▸ TASK DETAILS
Starting with the first line, output the data exactly, through to the last line.

▸ DATASET CONTENT
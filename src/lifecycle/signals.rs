//! OS signal handling.

use crate::lifecycle::Shutdown;

/// Resolve on Ctrl+C, or SIGTERM on unix.
pub async fn terminate_signal() {
    let ctrl_c = async {
        if tokio::signal::ctrl_c().await.is_err() {
            std::future::pending::<()>().await;
        }
    };

    #[cfg(unix)]
    let terminate = async {
        match tokio::signal::unix::signal(tokio::signal::unix::SignalKind::terminate()) {
            Ok(mut signal) => {
                signal.recv().await;
            }
            Err(_) => std::future::pending::<()>().await,
        }
    };

    #[cfg(not(unix))]
    let terminate = std::future::pending::<()>();

    tokio::select! {
        _ = ctrl_c => {},
        _ = terminate => {},
    }
}

/// Trigger `shutdown` when the process is asked to stop.
pub fn spawn_signal_listener(shutdown: Shutdown) -> tokio::task::JoinHandle<()> {
    tokio::spawn(async move {
        terminate_signal().await;
        shutdown.trigger();
    })
}
//! Full-screen image viewer state.

use serde::Serialize;

pub const ZOOM_STEP: f64 = 1.2;
pub const MAX_ZOOM: f64 = 5.0;
pub const MIN_ZOOM: f64 = 0.1;

#[derive(Debug, Clone, Copy, Default, PartialEq, Serialize)]
pub struct Offset {
    pub x: f64,
    pub y: f64,
}

/// Pointer position where a drag started, relative to the current offset.
#[derive(Debug, Clone, Copy, PartialEq, Serialize)]
pub struct DragOrigin {
    pub x: f64,
    pub y: f64,
}

#[derive(Debug, Clone, Default, PartialEq, Serialize)]
#[serde(tag = "state", rename_all = "snake_case")]
pub enum ImageViewer {
    #[default]
    Closed,
    Open {
        url: String,
        alt: String,
        zoom: f64,
        offset: Offset,
        drag: Option<DragOrigin>,
    },
}

impl ImageViewer {
    /// Open an image at 100% with no offset. Replaces any open image.
    pub fn open(&mut self, url: impl Into<String>, alt: impl Into<String>) {
        *self = ImageViewer::Open {
            url: url.into(),
            alt: alt.into(),
            zoom: 1.0,
            offset: Offset::default(),
            drag: None,
        };
    }

    pub fn close(&mut self) {
        *self = ImageViewer::Closed;
    }

    pub fn is_open(&self) -> bool {
        matches!(self, ImageViewer::Open { .. })
    }

    pub fn zoom(&self) -> Option<f64> {
        match self {
            ImageViewer::Open { zoom, .. } => Some(*zoom),
            ImageViewer::Closed => None,
        }
    }

    pub fn offset(&self) -> Option<Offset> {
        match self {
            ImageViewer::Open { offset, .. } => Some(*offset),
            ImageViewer::Closed => None,
        }
    }

    /// Zoom indicator text, e.g. "144%".
    pub fn zoom_label(&self) -> Option<String> {
        self.zoom().map(|z| format!("{}%", (z * 100.0).round() as i64))
    }

    pub fn zoom_in(&mut self) {
        self.set_zoom(|z| (z * ZOOM_STEP).min(MAX_ZOOM));
    }

    pub fn zoom_out(&mut self) {
        self.set_zoom(|z| (z / ZOOM_STEP).max(MIN_ZOOM));
    }

    /// Back to 100% and centered.
    pub fn reset(&mut self) {
        self.set_zoom(|_| 1.0);
    }

    fn set_zoom(&mut self, next: impl FnOnce(f64) -> f64) {
        if let ImageViewer::Open {
            zoom, offset, drag, ..
        } = self
        {
            *zoom = next(*zoom);
            *offset = Offset::default();
            *drag = None;
        }
    }

    /// Start dragging. Ignored unless zoomed past 100%.
    pub fn start_drag(&mut self, x: f64, y: f64) {
        if let ImageViewer::Open {
            zoom, offset, drag, ..
        } = self
        {
            if *zoom > 1.0 {
                *drag = Some(DragOrigin {
                    x: x - offset.x,
                    y: y - offset.y,
                });
            }
        }
    }

    pub fn drag_to(&mut self, x: f64, y: f64) {
        if let ImageViewer::Open {
            zoom,
            offset,
            drag: Some(origin),
            ..
        } = self
        {
            if *zoom > 1.0 {
                *offset = Offset {
                    x: x - origin.x,
                    y: y - origin.y,
                };
            }
        }
    }

    pub fn end_drag(&mut self) {
        if let ImageViewer::Open { drag, .. } = self {
            *drag = None;
        }
    }
}

#[cfg(test)]
mod tests {
    use super::*;

    fn opened() -> ImageViewer {
        let mut viewer = ImageViewer::default();
        viewer.open("https://img/atari.jpg", "Atari 2600");
        viewer
    }

    #[test]
    fn test_open_starts_at_full_size() {
        let viewer = opened();
        assert_eq!(viewer.zoom(), Some(1.0));
        assert_eq!(viewer.zoom_label().as_deref(), Some("100%"));
        assert_eq!(viewer.offset(), Some(Offset::default()));
    }

    #[test]
    fn test_zoom_steps_and_label() {
        let mut viewer = opened();
        viewer.zoom_in();
        viewer.zoom_in();
        assert_eq!(viewer.zoom_label().as_deref(), Some("144%"));

        viewer.zoom_out();
        assert_eq!(viewer.zoom_label().as_deref(), Some("120%"));
    }

    #[test]
    fn test_zoom_is_clamped() {
        let mut viewer = opened();
        for _ in 0..50 {
            viewer.zoom_in();
        }
        assert_eq!(viewer.zoom(), Some(MAX_ZOOM));

        for _ in 0..100 {
            viewer.zoom_out();
        }
        assert_eq!(viewer.zoom(), Some(MIN_ZOOM));
    }

    #[test]
    fn test_pan_only_when_zoomed() {
        let mut viewer = opened();
        viewer.start_drag(10.0, 10.0);
        viewer.drag_to(50.0, 40.0);
        assert_eq!(viewer.offset(), Some(Offset::default()));

        viewer.zoom_in();
        viewer.start_drag(10.0, 10.0);
        viewer.drag_to(50.0, 40.0);
        viewer.end_drag();
        assert_eq!(viewer.offset(), Some(Offset { x: 40.0, y: 30.0 }));

        // Moving after release does nothing
        viewer.drag_to(0.0, 0.0);
        assert_eq!(viewer.offset(), Some(Offset { x: 40.0, y: 30.0 }));
    }

    #[test]
    fn test_zoom_recenters() {
        let mut viewer = opened();
        viewer.zoom_in();
        viewer.start_drag(0.0, 0.0);
        viewer.drag_to(25.0, 25.0);
        viewer.zoom_in();
        assert_eq!(viewer.offset(), Some(Offset::default()));
    }

    #[test]
    fn test_reset_and_close() {
        let mut viewer = opened();
        viewer.zoom_in();
        viewer.reset();
        assert_eq!(viewer.zoom(), Some(1.0));

        viewer.close();
        assert!(!viewer.is_open());
        assert_eq!(viewer.zoom_label(), None);

        // Operations on a closed viewer are no-ops
        viewer.zoom_in();
        assert_eq!(viewer, ImageViewer::Closed);
    }
}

▸ ANSWER FOR THE TASK
filename src/lifecycle/signals.rs
//! OS signal handling.

use crate::lifecycle::Shutdown;

/// Resolve on Ctrl+C, or SIGTERM on unix.
pub async fn terminate_signal() {
    let ctrl_c = async {
        if tokio::signal::ctrl_c().await.is_err() {
            std::future::pending::<()>().await;
        }
    };

    #[cfg(unix)]
    let terminate = async {
        match tokio::signal::unix::signal(tokio::signal::unix::SignalKind::terminate()) {
            Ok(mut signal) => {
                signal.recv().await;
            }
            Err(_) => std::future::pending::<()>().await,
        }
    };

    #[cfg(not(unix))]
    let terminate = std::future::pending::<()>();

    tokio::select! {
        _ = ctrl_c => {},
        _ = terminate => {},
    }
}

/// Trigger `shutdown` when the process is asked to stop.
pub fn spawn_signal_listener(shutdown: Shutdown) -> tokio::task::JoinHandle<()> {
    tokio::spawn(async move {
        terminate_signal().await;
        shutdown.trigger();
    })
}
//! Full-screen image viewer state.

use serde::Serialize;

pub const ZOOM_STEP: f64 = 1.2;
pub const MAX_ZOOM: f64 = 5.0;
pub const MIN_ZOOM: f64 = 0.1;

#[derive(Debug, Clone, Copy, Default, PartialEq, Serialize)]
pub struct Offset {
    pub x: f64,
    pub y: f64,
}

/// Pointer position where a drag started, relative to the current offset.
#[derive(Debug, Clone, Copy, PartialEq, Serialize)]
pub struct DragOrigin {
    pub x: f64,
    pub y: f64,
}

#[derive(Debug, Clone, Default, PartialEq, Serialize)]
#[serde(tag = "state", rename_all = "snake_case")]
pub enum ImageViewer {
    #[default]
    Closed,
    Open {
        url: String,
        alt: String,
        zoom: f64,
        offset: Offset,
        drag: Option<DragOrigin>,
    },
}

impl ImageViewer {
    /// Open an image at 100% with no offset. Replaces any open image.
    pub fn open(&mut self, url: impl Into<String>, alt: impl Into<String>) {
        *self = ImageViewer::Open {
            url: url.into(),
            alt: alt.into(),
            zoom: 1.0,
            offset: Offset::default(),
            drag: None,
        };
    }

    pub fn close(&mut self) {
        *self = ImageViewer::Closed;
    }

    pub fn is_open(&self) -> bool {
        matches!(self, ImageViewer::Open { .. })
    }

    pub fn zoom(&self) -> Option<f64> {
        match self {
            ImageViewer::Open { zoom, .. } => Some(*zoom),
            ImageViewer::Closed => None,
        }
    }

    pub fn offset(&self) -> Option<Offset> {
        match self {
            ImageViewer::Open { offset, .. } => Some(*offset),
            ImageViewer::Closed => None,
        }
    }

    /// Zoom indicator text, e.g. "144%".
    pub fn zoom_label(&self) -> Option<String> {
        self.zoom().map(|z| format!("{}%", (z * 100.0).round() as i64))
    }

    pub fn zoom_in(&mut self) {
        self.set_zoom(|z| (z * ZOOM_STEP).min(MAX_ZOOM));
    }

    pub fn zoom_out(&mut self) {
        self.set_zoom(|z| (z / ZOOM_STEP).max(MIN_ZOOM));
    }

    /// Back to 100% and centered.
    pub fn reset(&mut self) {
        self.set_zoom(|_| 1.0);
    }

    fn set_zoom(&mut self, next: impl FnOnce(f64) -> f64) {
        if let ImageViewer::Open {
            zoom, offset, drag, ..
        } = self
        {
            *zoom = next(*zoom);
            *offset = Offset::default();
            *drag = None;
        }
    }

    /// Start dragging. Ignored unless zoomed past 100%.
    pub fn start_drag(&mut self, x: f64, y: f64) {
        if let ImageViewer::Open {
            zoom, offset, drag, ..
        } = self
        {
            if *zoom > 1.0 {
                *drag = Some(DragOrigin {
                    x: x - offset.x,
                    y: y - offset.y,
                });
            }
        }
    }

    pub fn drag_to(&mut self, x: f64, y: f64) {
        if let ImageViewer::Open {
            zoom,
            offset,
            drag: Some(origin),
            ..
        } = self
        {
            if *zoom > 1.0 {
                *offset = Offset {
                    x: x - origin.x,
                    y: y - origin.y,
                };
            }
        }
    }

    pub fn end_drag(&mut self) {
        if let ImageViewer::Open { drag, .. } = self {
            *drag = None;
        }
    }
}

#[cfg(test)]
mod tests {
    use super::*;

    fn opened() -> ImageViewer {
        let mut viewer = ImageViewer::default();
        viewer.open("https://img/atari.jpg", "Atari 2600");
        viewer
    }

    #[test]
    fn test_open_starts_at_full_size() {
        let viewer = opened();
        assert_eq!(viewer.zoom(), Some(1.0));
        assert_eq!(viewer.zoom_label().as_deref(), Some("100%"));
        assert_eq!(viewer.offset(), Some(Offset::default()));
    }

    #[test]
    fn test_zoom_steps_and_label() {
        let mut viewer = opened();
        viewer.zoom_in();
        viewer.zoom_in();
        assert_eq!(viewer.zoom_label().as_deref(), Some("144%"));

        viewer.zoom_out();
        assert_eq!(viewer.zoom_label().as_deref(), Some("120%"));
    }

    #[test]
    fn test_zoom_is_clamped() {
        let mut viewer = opened();
        for _ in 0..50 {
            viewer.zoom_in();
        }
        assert_eq!(viewer.zoom(), Some(MAX_ZOOM));

        for _ in 0..100 {
            viewer.zoom_out();
        }
        assert_eq!(viewer.zoom(), Some(MIN_ZOOM));
    }

    #[test]
    fn test_pan_only_when_zoomed() {
        let mut viewer = opened();
        viewer.start_drag(10.0, 10.0);
        viewer.drag_to(50.0, 40.0);
        assert_eq!(viewer.offset(), Some(Offset::default()));

        viewer.zoom_in();
        viewer.start_drag(10.0, 10.0);
        viewer.drag_to(50.0, 40.0);
        viewer.end_drag();
        assert_eq!(viewer.offset(), Some(Offset { x: 40.0, y: 30.0 }));

        // Moving after release does nothing
        viewer.drag_to(0.0, 0.0);
        assert_eq!(viewer.offset(), Some(Offset { x: 40.0, y: 30.0 }));
    }

    #[test]
    fn test_zoom_recenters() {
        let mut viewer = opened();
        viewer.zoom_in();
        viewer.start_drag(0.0, 0.0);
        viewer.drag_to(25.0, 25.0);
        viewer.zoom_in();
        assert_eq!(viewer.offset(), Some(Offset::default()));
    }

    #[test]
    fn test_reset_and_close() {
        let mut viewer = opened();
        viewer.zoom_in();
        viewer.reset();
        assert_eq!(viewer.zoom(), Some(1.0));

        viewer.close();
        assert!(!viewer.is_open());
        assert_eq!(viewer.zoom_label(), None);

        // Operations on a closed viewer are no-ops
        viewer.zoom_in();
        assert_eq!(viewer, ImageViewer::Closed);
    }
}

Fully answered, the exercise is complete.